Cambiar la bandera para unir: el pulso del 31 y el 78
La propuesta suena razonable, que es como suelen sonar las malas ideas: cambiar la bandera de España para contentar a todos. El planteamiento seduce en abstracto, pero al concretarlo aparece el primer problema: ¿qué se pone en el lienzo? Hay quien rescata la cruz de Santiago sobre fondo blanco, con pedigrí medieval. Otros miran a 1931, cuando el tricolor republicano «funcionó», según sus defensores. El precedente no invita al optimismo: duró lo que un suspiro, y ni siquiera entonces representó a todos.

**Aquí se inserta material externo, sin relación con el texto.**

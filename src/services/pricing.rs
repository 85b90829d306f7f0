//! Cart pricing in integer minor-currency units.
//!
//! All arithmetic happens in cents to avoid floating-point drift; `Decimal`
//! values appear only at the boundary.

use rust_decimal::prelude::ToPrimitive;
use rust_decimal::{Decimal, RoundingStrategy};

use crate::entities::coupon::{self, DiscountType};
use crate::errors::ServiceError;

/// Orders at or above this subtotal ship free.
pub const FREE_SHIPPING_THRESHOLD_CENTS: i64 = 50_00;
/// Flat shipping cost below the free-shipping threshold.
pub const SHIPPING_FLAT_CENTS: i64 = 4_99;

/// A cart line as seen by the calculator.
#[derive(Debug, Clone)]
pub struct CartLine {
    pub unit_price: Decimal,
    pub quantity: i32,
}

/// Cart totals, all in cents.
#[derive(Debug, Clone, Copy, PartialEq, Eq)]
pub struct PricingBreakdown {
    pub subtotal_cents: i64,
    pub shipping_cents: i64,
    pub discount_cents: i64,
    pub total_cents: i64,
}

impl PricingBreakdown {
    pub fn is_free_order(&self) -> bool {
        self.total_cents == 0
    }

    pub fn subtotal(&self) -> Decimal {
        cents_to_decimal(self.subtotal_cents)
    }

    pub fn shipping(&self) -> Decimal {
        cents_to_decimal(self.shipping_cents)
    }

    pub fn discount(&self) -> Decimal {
        cents_to_decimal(self.discount_cents)
    }

    pub fn total(&self) -> Decimal {
        cents_to_decimal(self.total_cents)
    }
}

/// Converts a decimal currency amount to cents, rounding half away from zero.
pub fn decimal_to_cents(amount: Decimal) -> i64 {
    (amount * Decimal::from(100))
        .round_dp_with_strategy(0, RoundingStrategy::MidpointAwayFromZero)
        .to_i64()
        .unwrap_or(0)
}

/// Converts cents back to a two-fraction-digit decimal.
pub fn cents_to_decimal(cents: i64) -> Decimal {
    Decimal::new(cents, 2)
}

/// Computes subtotal, shipping, discount and total for a cart.
///
/// Rounding to the minor unit happens per line before summation so that
/// multi-quantity lines cannot accumulate sub-cent drift. The total is
/// clamped at zero; a zero total marks a free order that bypasses the
/// payment processor entirely.
pub fn price_cart(
    lines: &[CartLine],
    coupon: Option<&coupon::Model>,
) -> Result<PricingBreakdown, ServiceError> {
    let subtotal_cents: i64 = lines
        .iter()
        .map(|line| decimal_to_cents(line.unit_price) * i64::from(line.quantity))
        .sum();

    let shipping_cents = if subtotal_cents >= FREE_SHIPPING_THRESHOLD_CENTS {
        0
    } else {
        SHIPPING_FLAT_CENTS
    };

    let discount_cents = match coupon {
        Some(coupon) => coupon_discount_cents(coupon, subtotal_cents)?,
        None => 0,
    };

    let total_cents = (subtotal_cents + shipping_cents - discount_cents).max(0);

    Ok(PricingBreakdown {
        subtotal_cents,
        shipping_cents,
        discount_cents,
        total_cents,
    })
}

fn coupon_discount_cents(
    coupon: &coupon::Model,
    subtotal_cents: i64,
) -> Result<i64, ServiceError> {
    let min_cents = decimal_to_cents(coupon.min_order_amount);
    if subtotal_cents < min_cents {
        return Err(ServiceError::ValidationError(format!(
            "Coupon {} requires a minimum order of {}",
            coupon.code, coupon.min_order_amount
        )));
    }

    let discount = match coupon.discount_type {
        DiscountType::FixedAmount => decimal_to_cents(coupon.discount_value),
        DiscountType::Percentage => {
            let subtotal = cents_to_decimal(subtotal_cents);
            decimal_to_cents(subtotal * coupon.discount_value / Decimal::from(100))
        }
    };

    Ok(discount.max(0))
}

#[cfg(test)]
mod tests {
    use super::*;
    use chrono::Utc;
    use rust_decimal_macros::dec;
    use test_case::test_case;
    use uuid::Uuid;

    fn line(price: Decimal, quantity: i32) -> CartLine {
        CartLine {
            unit_price: price,
            quantity,
        }
    }

    fn fixed_coupon(value: Decimal, min_order: Decimal) -> coupon::Model {
        coupon::Model {
            id: Uuid::new_v4(),
            code: "TEST".into(),
            discount_type: DiscountType::FixedAmount,
            discount_value: value,
            min_order_amount: min_order,
            max_uses: None,
            current_uses: 0,
            is_active: true,
            banner_enabled: false,
            created_at: Utc::now(),
            updated_at: None,
        }
    }

    fn percentage_coupon(value: Decimal) -> coupon::Model {
        coupon::Model {
            discount_type: DiscountType::Percentage,
            ..fixed_coupon(value, dec!(0))
        }
    }

    #[test_case(dec!(50.00), 0 ; "at threshold ships free")]
    #[test_case(dec!(49.99), 499 ; "below threshold pays flat rate")]
    #[test_case(dec!(120.00), 0 ; "well above threshold ships free")]
    #[test_case(dec!(0.01), 499 ; "tiny order pays flat rate")]
    fn free_shipping_threshold(subtotal: Decimal, expected_shipping: i64) {
        let breakdown = price_cart(&[line(subtotal, 1)], None).unwrap();
        assert_eq!(breakdown.shipping_cents, expected_shipping);
    }

    #[test]
    fn per_line_rounding_happens_before_summation() {
        // 3 x 0.333 rounds each line to 33 cents, not 99.9 -> 100
        let breakdown = price_cart(&[line(dec!(0.333), 3)], None).unwrap();
        assert_eq!(breakdown.subtotal_cents, 99);
    }

    #[test]
    fn total_is_never_negative() {
        let coupon = fixed_coupon(dec!(100.00), dec!(0));
        let breakdown = price_cart(&[line(dec!(5.00), 1)], Some(&coupon)).unwrap();
        assert_eq!(breakdown.total_cents, 0);
        assert!(breakdown.is_free_order());
    }

    #[test]
    fn totals_satisfy_invariant() {
        let coupon = percentage_coupon(dec!(10));
        let breakdown = price_cart(&[line(dec!(19.99), 2), line(dec!(4.50), 1)], Some(&coupon))
            .unwrap();
        assert_eq!(
            breakdown.total_cents,
            (breakdown.subtotal_cents + breakdown.shipping_cents - breakdown.discount_cents)
                .max(0)
        );
        assert!(breakdown.total_cents >= 0);
    }

    #[test]
    fn scenario_a_subtotal_45_no_coupon() {
        let breakdown = price_cart(&[line(dec!(45.00), 1)], None).unwrap();
        assert_eq!(breakdown.shipping_cents, 499);
        assert_eq!(breakdown.total_cents, 49_99);
    }

    #[test]
    fn scenario_b_subtotal_60_fixed_10() {
        let coupon = fixed_coupon(dec!(10.00), dec!(0));
        let breakdown = price_cart(&[line(dec!(60.00), 1)], Some(&coupon)).unwrap();
        assert_eq!(breakdown.shipping_cents, 0);
        assert_eq!(breakdown.discount_cents, 10_00);
        assert_eq!(breakdown.total_cents, 50_00);
    }

    #[test]
    fn scenario_c_exact_zero_total_is_free_order() {
        // 5.00 subtotal + 4.99 shipping - 9.99 discount == 0
        let coupon = fixed_coupon(dec!(9.99), dec!(0));
        let breakdown = price_cart(&[line(dec!(5.00), 1)], Some(&coupon)).unwrap();
        assert_eq!(breakdown.total_cents, 0);
        assert!(breakdown.is_free_order());
    }

    #[test]
    fn coupon_below_minimum_order_is_rejected() {
        let coupon = fixed_coupon(dec!(5.00), dec!(25.00));
        let err = price_cart(&[line(dec!(10.00), 1)], Some(&coupon)).unwrap_err();
        assert!(matches!(err, ServiceError::ValidationError(_)));
    }

    #[test]
    fn percentage_discount_applies_to_subtotal_only() {
        let coupon = percentage_coupon(dec!(50));
        let breakdown = price_cart(&[line(dec!(20.00), 1)], Some(&coupon)).unwrap();
        // 50% of 20.00 subtotal, not of subtotal + shipping
        assert_eq!(breakdown.discount_cents, 10_00);
        assert_eq!(breakdown.total_cents, 10_00 + 4_99);
    }
}
use std::sync::Arc;

use chrono::Utc;
use sea_orm::sea_query::Expr;
use sea_orm::{
    ColumnTrait, Condition, DatabaseConnection, EntityTrait, QueryFilter, TransactionTrait,
};
use tracing::{debug, instrument, warn};
use uuid::Uuid;

use crate::{
    entities::coupon::{self, Entity as CouponEntity, Model as CouponModel},
    errors::ServiceError,
};

#[derive(Clone)]
pub struct CouponService {
    db: Arc<DatabaseConnection>,
}

impl CouponService {
    pub fn new(db: Arc<DatabaseConnection>) -> Self {
        Self { db }
    }

    /// Finds an active coupon by code (case-insensitive; codes are stored
    /// uppercase). Returns `None` for unknown, inactive or exhausted codes.
    #[instrument(skip(self))]
    pub async fn find_active(&self, code: &str) -> Result<Option<CouponModel>, ServiceError> {
        let normalized = code.trim().to_uppercase();
        if normalized.is_empty() {
            return Ok(None);
        }

        let coupon = CouponEntity::find()
            .filter(coupon::Column::Code.eq(normalized.clone()))
            .filter(coupon::Column::IsActive.eq(true))
            .one(&*self.db)
            .await?;

        if let Some(ref coupon) = coupon {
            if let Some(max_uses) = coupon.max_uses {
                if coupon.current_uses >= max_uses {
                    warn!("Coupon {} has reached its usage limit", normalized);
                    return Ok(None);
                }
            }
        } else {
            debug!("No active coupon for code {}", normalized);
        }

        Ok(coupon)
    }

    /// Records one use of a coupon.
    ///
    /// The increment and the max-uses guard execute in a single conditional
    /// UPDATE, so a limited coupon can never be redeemed past its cap under
    /// concurrent checkouts. Uses are monotonic: refunds and cancellations
    /// do not return them.
    #[instrument(skip(self), fields(coupon_id = %coupon_id))]
    pub async fn redeem(&self, coupon_id: Uuid) -> Result<(), ServiceError> {
        let result = CouponEntity::update_many()
            .col_expr(
                coupon::Column::CurrentUses,
                Expr::col(coupon::Column::CurrentUses).add(1),
            )
            .col_expr(coupon::Column::UpdatedAt, Expr::value(Some(Utc::now())))
            .filter(coupon::Column::Id.eq(coupon_id))
            .filter(
                Condition::any()
                    .add(coupon::Column::MaxUses.is_null())
                    .add(
                        Expr::col(coupon::Column::CurrentUses)
                            .lt(Expr::col(coupon::Column::MaxUses)),
                    ),
            )
            .exec(&*self.db)
            .await?;

        if result.rows_affected == 0 {
            return Err(ServiceError::Conflict(format!(
                "Coupon {} is exhausted or does not exist",
                coupon_id
            )));
        }

        Ok(())
    }

    /// Enables the banner flag on one coupon, clearing it everywhere else
    /// first. At most one coupon carries the banner at any time.
    #[instrument(skip(self), fields(coupon_id = %coupon_id))]
    pub async fn set_banner(&self, coupon_id: Uuid) -> Result<(), ServiceError> {
        let txn = self.db.begin().await?;

        CouponEntity::update_many()
            .col_expr(coupon::Column::BannerEnabled, Expr::value(false))
            .filter(coupon::Column::BannerEnabled.eq(true))
            .exec(&txn)
            .await?;

        let result = CouponEntity::update_many()
            .col_expr(coupon::Column::BannerEnabled, Expr::value(true))
            .col_expr(coupon::Column::UpdatedAt, Expr::value(Some(Utc::now())))
            .filter(coupon::Column::Id.eq(coupon_id))
            .exec(&txn)
            .await?;

        if result.rows_affected == 0 {
            txn.rollback().await?;
            return Err(ServiceError::NotFound(format!(
                "Coupon {} not found",
                coupon_id
            )));
        }

        txn.commit().await?;
        Ok(())
    }
}
pub mod auth;
pub mod config;
pub mod db;
pub mod entities;
pub mod errors;
pub mod events;
pub mod handlers;
pub mod services;

use std::sync::Arc;
use std::time::Duration;

use axum::{
    routing::{get, patch, post},
    Router,
};
use sea_orm::DatabaseConnection;
use serde::{Deserialize, Serialize};
use tower_http::{
    cors::CorsLayer,
    timeout::TimeoutLayer,
    trace::TraceLayer,
};
use utoipa::{OpenApi, ToSchema};
use utoipa_swagger_ui::SwaggerUi;

use crate::config::AppConfig;
use crate::events::EventSender;
use crate::services::{
    admin_actions::AdminOrderService,
    catalog::CatalogService,
    checkout::CheckoutService,
    coupons::CouponService,
    notifications::{HttpMailer, Mailer, NotificationService, NullMailer},
    orders::OrderService,
    payments::{PaymentGateway, StripeGateway},
    webhooks::WebhookService,
};

/// Everything the handlers need, cheap to clone per request.
#[derive(Clone)]
pub struct AppState {
    pub db: Arc<DatabaseConnection>,
    pub config: Arc<AppConfig>,
    pub services: Arc<AppServices>,
}

pub struct AppServices {
    pub orders: Arc<OrderService>,
    pub catalog: Arc<CatalogService>,
    pub coupons: Arc<CouponService>,
    pub checkout: Arc<CheckoutService>,
    pub webhooks: Arc<WebhookService>,
    pub admin: Arc<AdminOrderService>,
    pub notifications: Arc<NotificationService>,
}

impl AppServices {
    /// Wires the full service graph against a live processor gateway and
    /// the configured mailer.
    pub fn build(db: Arc<DatabaseConnection>, config: &AppConfig, events: EventSender) -> Self {
        let gateway: Arc<dyn PaymentGateway> =
            Arc::new(StripeGateway::new(config.stripe_secret_key.clone()));
        let mailer: Arc<dyn Mailer> = if config.email_endpoint.is_empty() {
            Arc::new(NullMailer)
        } else {
            Arc::new(HttpMailer::new(
                config.email_endpoint.clone(),
                config.email_from.clone(),
            ))
        };
        Self::with_adapters(db, config, events, gateway, mailer)
    }

    /// Same graph with caller-supplied gateway and mailer. Tests use this to
    /// swap in fakes.
    pub fn with_adapters(
        db: Arc<DatabaseConnection>,
        config: &AppConfig,
        events: EventSender,
        gateway: Arc<dyn PaymentGateway>,
        mailer: Arc<dyn Mailer>,
    ) -> Self {
        let orders = Arc::new(OrderService::new(db.clone(), events.clone()));
        let catalog = Arc::new(CatalogService::new(db.clone(), events.clone()));
        let coupons = Arc::new(CouponService::new(db.clone()));
        let notifications = Arc::new(NotificationService::new(db.clone(), mailer));

        let checkout = Arc::new(CheckoutService::new(
            orders.clone(),
            catalog.clone(),
            coupons.clone(),
            gateway.clone(),
            notifications.clone(),
            events.clone(),
            config.currency.clone(),
            config.storefront_base_url.clone(),
        ));
        let webhooks = Arc::new(WebhookService::new(
            db,
            orders.clone(),
            catalog.clone(),
            coupons.clone(),
            notifications.clone(),
            events.clone(),
            config.currency.clone(),
        ));
        let admin = Arc::new(AdminOrderService::new(
            orders.clone(),
            gateway,
            notifications.clone(),
            events,
        ));

        Self {
            orders,
            catalog,
            coupons,
            checkout,
            webhooks,
            admin,
            notifications,
        }
    }
}

/// Pagination defaults shared by list endpoints.
#[derive(Debug, Clone, Copy, Deserialize, ToSchema)]
pub struct ListQuery {
    #[serde(default = "ListQuery::default_page")]
    pub page: u64,
    #[serde(default = "ListQuery::default_limit")]
    pub limit: u64,
}

impl ListQuery {
    pub fn default_page() -> u64 {
        1
    }

    pub fn default_limit() -> u64 {
        20
    }
}

#[derive(Debug, Serialize, ToSchema)]
pub struct PaginatedResponse<T> {
    pub data: Vec<T>,
    pub total: u64,
    pub page: u64,
    pub per_page: u64,
}

#[derive(OpenApi)]
#[openapi(
    paths(
        handlers::health::health_check,
        handlers::checkout::checkout,
        handlers::orders::lookup_order,
        handlers::orders::list_orders,
        handlers::orders::get_order,
        handlers::orders::update_status,
        handlers::orders::cancel_order,
        handlers::orders::ship_order,
        handlers::orders::deliver_order,
        handlers::orders::refund_order,
        handlers::orders::add_note,
        handlers::orders::list_notes,
        handlers::orders::list_activity,
    ),
    components(schemas(
        errors::ErrorResponse,
        entities::order::OrderStatus,
        entities::order_note::NoteType,
        services::checkout::CheckoutItem,
        services::orders::ShippingAddress,
        handlers::health::HealthResponse,
        handlers::checkout::CheckoutRequest,
        handlers::checkout::CheckoutResponse,
        handlers::orders::OrderResponse,
        handlers::orders::OrderItemResponse,
        handlers::orders::OrderStatusResponse,
        handlers::orders::UpdateStatusRequest,
        handlers::orders::CancelRequest,
        handlers::orders::CancelResponse,
        handlers::orders::ShipRequest,
        handlers::orders::RefundApiRequest,
        handlers::orders::RefundResponse,
        handlers::orders::CreateNoteRequest,
        handlers::orders::NoteResponse,
        handlers::orders::ActivityResponse,
    )),
    tags(
        (name = "Checkout", description = "Cart checkout and payment sessions"),
        (name = "Orders", description = "Order management and customer lookup"),
        (name = "Health", description = "Service health")
    )
)]
pub struct ApiDoc;

pub fn app_router(state: AppState) -> Router {
    let api = Router::new()
        .route("/checkout", post(handlers::checkout::checkout))
        .route(
            "/payments/webhook",
            post(handlers::payment_webhooks::payment_webhook),
        )
        .route("/orders/lookup", get(handlers::orders::lookup_order))
        .route("/orders", get(handlers::orders::list_orders))
        .route("/orders/:id", get(handlers::orders::get_order))
        .route(
            "/orders/:id/status",
            patch(handlers::orders::update_status),
        )
        .route("/orders/:id/cancel", post(handlers::orders::cancel_order))
        .route("/orders/:id/ship", post(handlers::orders::ship_order))
        .route(
            "/orders/:id/deliver",
            post(handlers::orders::deliver_order),
        )
        .route("/orders/:id/refund", post(handlers::orders::refund_order))
        .route(
            "/orders/:id/notes",
            post(handlers::orders::add_note).get(handlers::orders::list_notes),
        )
        .route(
            "/orders/:id/activity",
            get(handlers::orders::list_activity),
        );

    Router::new()
        .route("/health", get(handlers::health::health_check))
        .nest("/api/v1", api)
        .merge(SwaggerUi::new("/docs").url("/api-docs/openapi.json", ApiDoc::openapi()))
        .layer(TraceLayer::new_for_http())
        .layer(CorsLayer::permissive())
        .layer(TimeoutLayer::new(Duration::from_secs(30)))
        .with_state(state)
}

El fantasma del 31 y la resaca del 78
Para el constitucionalismo de 1978, la bandera actual tiene siglos de historia a sus espaldas y no precisa refundación. «Hay que volver a la de 1978», se argumenta, porque la anterior solo trajo humo y una falsa nostalgia. Frente a eso, otros alertan de la pendiente: una vez que cambias un símbolo por consenso, lo siguiente es ponerle una hoz y un martillo. La duda no es solo estética, es de régimen.
En el fondo, la polarización no se arregla con un pedazo de tela. Se arregla dejando de insultar al que la ve distinta. Mientras tanto, el debate se atasca en lo de siempre: quién entierra al 31 y quién resucita al 78.